*** SUPPLIED DATA ***
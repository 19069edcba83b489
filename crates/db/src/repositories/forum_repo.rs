//! Repositories for forum threads, posts, likes, and saved threads.

use sqlx::PgPool;
use best_dressed_core::types::DbId;

use crate::models::forum::{CreatePost, CreateThread, LikeState, Post, Thread, ThreadSummary};

const THREAD_COLUMNS: &str = "t.id, t.user_id, t.title, t.content, t.outfit_id, t.created_at";

/// Summary projection; `$1` is the viewer id (NULL for anonymous).
const SUMMARY_SELECT: &str = "\
    SELECT t.id, t.user_id, t.title, t.content, t.outfit_id, t.created_at, \
           u.username AS author, \
           (SELECT COUNT(*) FROM posts p WHERE p.thread_id = t.id) AS reply_count, \
           (SELECT COUNT(*) FROM thread_likes l WHERE l.thread_id = t.id) AS like_count, \
           EXISTS (SELECT 1 FROM saved_threads s \
                   WHERE s.thread_id = t.id AND s.user_id = $1) AS is_saved \
    FROM threads t \
    JOIN users u ON u.id = t.user_id";

const POST_SELECT: &str = "\
    SELECT p.id, p.thread_id, p.user_id, p.content, p.created_at, \
           u.username AS author, \
           (SELECT COUNT(*) FROM post_likes l WHERE l.post_id = p.id) AS like_count \
    FROM posts p \
    JOIN users u ON u.id = p.user_id";

// ---------------------------------------------------------------------------
// Threads
// ---------------------------------------------------------------------------

pub struct ThreadRepo;

impl ThreadRepo {
    pub async fn create(
        pool: &PgPool,
        user_id: DbId,
        input: &CreateThread,
    ) -> Result<Thread, sqlx::Error> {
        let query = format!(
            "INSERT INTO threads AS t (user_id, title, content, outfit_id) \
             VALUES ($1, $2, $3, $4) \
             RETURNING {THREAD_COLUMNS}"
        );
        sqlx::query_as::<_, Thread>(&query)
            .bind(user_id)
            .bind(&input.title)
            .bind(&input.content)
            .bind(input.outfit_id)
            .fetch_one(pool)
            .await
    }

    pub async fn find_by_id(pool: &PgPool, id: DbId) -> Result<Option<Thread>, sqlx::Error> {
        let query = format!("SELECT {THREAD_COLUMNS} FROM threads t WHERE t.id = $1");
        sqlx::query_as::<_, Thread>(&query)
            .bind(id)
            .fetch_optional(pool)
            .await
    }

    /// One thread's summary as seen by `viewer`.
    pub async fn find_summary(
        pool: &PgPool,
        id: DbId,
        viewer: Option<DbId>,
    ) -> Result<Option<ThreadSummary>, sqlx::Error> {
        let query = format!("{SUMMARY_SELECT} WHERE t.id = $2");
        sqlx::query_as::<_, ThreadSummary>(&query)
            .bind(viewer)
            .bind(id)
            .fetch_optional(pool)
            .await
    }

    /// All threads, newest first.
    pub async fn list(pool: &PgPool, viewer: Option<DbId>) -> Result<Vec<ThreadSummary>, sqlx::Error> {
        let query = format!("{SUMMARY_SELECT} ORDER BY t.created_at DESC, t.id DESC");
        sqlx::query_as::<_, ThreadSummary>(&query)
            .bind(viewer)
            .fetch_all(pool)
            .await
    }

    /// Threads the user saved, most recently saved first.
    pub async fn list_saved(pool: &PgPool, user_id: DbId) -> Result<Vec<ThreadSummary>, sqlx::Error> {
        let query = format!(
            "{SUMMARY_SELECT} \
             JOIN saved_threads saved ON saved.thread_id = t.id AND saved.user_id = $1 \
             ORDER BY saved.created_at DESC, t.id DESC"
        );
        sqlx::query_as::<_, ThreadSummary>(&query)
            .bind(user_id)
            .fetch_all(pool)
            .await
    }

    pub async fn update(
        pool: &PgPool,
        id: DbId,
        title: &str,
        content: &str,
    ) -> Result<Option<Thread>, sqlx::Error> {
        let query = format!(
            "UPDATE threads AS t SET title = $2, content = $3 WHERE t.id = $1 \
             RETURNING {THREAD_COLUMNS}"
        );
        sqlx::query_as::<_, Thread>(&query)
            .bind(id)
            .bind(title)
            .bind(content)
            .fetch_optional(pool)
            .await
    }

    pub async fn delete(pool: &PgPool, id: DbId) -> Result<bool, sqlx::Error> {
        let result = sqlx::query("DELETE FROM threads WHERE id = $1")
            .bind(id)
            .execute(pool)
            .await?;
        Ok(result.rows_affected() > 0)
    }

    /// Like or unlike a thread for `user_id`.
    pub async fn toggle_like(
        pool: &PgPool,
        thread_id: DbId,
        user_id: DbId,
    ) -> Result<LikeState, sqlx::Error> {
        let mut tx = pool.begin().await?;
        let removed = sqlx::query("DELETE FROM thread_likes WHERE thread_id = $1 AND user_id = $2")
            .bind(thread_id)
            .bind(user_id)
            .execute(&mut *tx)
            .await?
            .rows_affected();
        if removed == 0 {
            sqlx::query(
                "INSERT INTO thread_likes (thread_id, user_id) VALUES ($1, $2) \
                 ON CONFLICT DO NOTHING",
            )
            .bind(thread_id)
            .bind(user_id)
            .execute(&mut *tx)
            .await?;
        }
        let like_count =
            sqlx::query_scalar::<_, i64>("SELECT COUNT(*) FROM thread_likes WHERE thread_id = $1")
                .bind(thread_id)
                .fetch_one(&mut *tx)
                .await?;
        tx.commit().await?;

        Ok(LikeState {
            liked: removed == 0,
            like_count,
        })
    }

    /// Save or unsave a thread. Returns the new saved state.
    pub async fn toggle_save(
        pool: &PgPool,
        thread_id: DbId,
        user_id: DbId,
    ) -> Result<bool, sqlx::Error> {
        let removed = sqlx::query("DELETE FROM saved_threads WHERE thread_id = $1 AND user_id = $2")
            .bind(thread_id)
            .bind(user_id)
            .execute(pool)
            .await?
            .rows_affected();
        if removed > 0 {
            return Ok(false);
        }
        sqlx::query(
            "INSERT INTO saved_threads (thread_id, user_id) VALUES ($1, $2) \
             ON CONFLICT DO NOTHING",
        )
        .bind(thread_id)
        .bind(user_id)
        .execute(pool)
        .await?;
        Ok(true)
    }
}

// ---------------------------------------------------------------------------
// Posts
// ---------------------------------------------------------------------------

pub struct PostRepo;

impl PostRepo {
    pub async fn create(
        pool: &PgPool,
        thread_id: DbId,
        user_id: DbId,
        input: &CreatePost,
    ) -> Result<Post, sqlx::Error> {
        let id = sqlx::query_scalar::<_, DbId>(
            "INSERT INTO posts (thread_id, user_id, content) VALUES ($1, $2, $3) RETURNING id",
        )
        .bind(thread_id)
        .bind(user_id)
        .bind(&input.content)
        .fetch_one(pool)
        .await?;

        let query = format!("{POST_SELECT} WHERE p.id = $1");
        sqlx::query_as::<_, Post>(&query).bind(id).fetch_one(pool).await
    }

    pub async fn find_by_id(pool: &PgPool, id: DbId) -> Result<Option<Post>, sqlx::Error> {
        let query = format!("{POST_SELECT} WHERE p.id = $1");
        sqlx::query_as::<_, Post>(&query)
            .bind(id)
            .fetch_optional(pool)
            .await
    }

    /// Replies to a thread, oldest first.
    pub async fn list_for_thread(pool: &PgPool, thread_id: DbId) -> Result<Vec<Post>, sqlx::Error> {
        let query = format!("{POST_SELECT} WHERE p.thread_id = $1 ORDER BY p.created_at, p.id");
        sqlx::query_as::<_, Post>(&query)
            .bind(thread_id)
            .fetch_all(pool)
            .await
    }

    pub async fn update(pool: &PgPool, id: DbId, content: &str) -> Result<Option<Post>, sqlx::Error> {
        let updated = sqlx::query("UPDATE posts SET content = $2 WHERE id = $1")
            .bind(id)
            .bind(content)
            .execute(pool)
            .await?
            .rows_affected();
        if updated == 0 {
            return Ok(None);
        }
        Self::find_by_id(pool, id).await
    }

    pub async fn delete(pool: &PgPool, id: DbId) -> Result<bool, sqlx::Error> {
        let result = sqlx::query("DELETE FROM posts WHERE id = $1")
            .bind(id)
            .execute(pool)
            .await?;
        Ok(result.rows_affected() > 0)
    }

    /// Like or unlike a post for `user_id`.
    pub async fn toggle_like(
        pool: &PgPool,
        post_id: DbId,
        user_id: DbId,
    ) -> Result<LikeState, sqlx::Error> {
        let mut tx = pool.begin().await?;
        let removed = sqlx::query("DELETE FROM post_likes WHERE post_id = $1 AND user_id = $2")
            .bind(post_id)
            .bind(user_id)
            .execute(&mut *tx)
            .await?
            .rows_affected();
        if removed == 0 {
            sqlx::query(
                "INSERT INTO post_likes (post_id, user_id) VALUES ($1, $2) \
                 ON CONFLICT DO NOTHING",
            )
            .bind(post_id)
            .bind(user_id)
            .execute(&mut *tx)
            .await?;
        }
        let like_count =
            sqlx::query_scalar::<_, i64>("SELECT COUNT(*) FROM post_likes WHERE post_id = $1")
                .bind(post_id)
                .fetch_one(&mut *tx)
                .await?;
        tx.commit().await?;

        Ok(LikeState {
            liked: removed == 0,
            like_count,
        })
    }
}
*** End of SUPPLIED DATA ***
EXERCISE AIM
Each line with the string "CreatePost" counts once; report how many such lines the material has, as a bare number.

ANSWER BELOW
2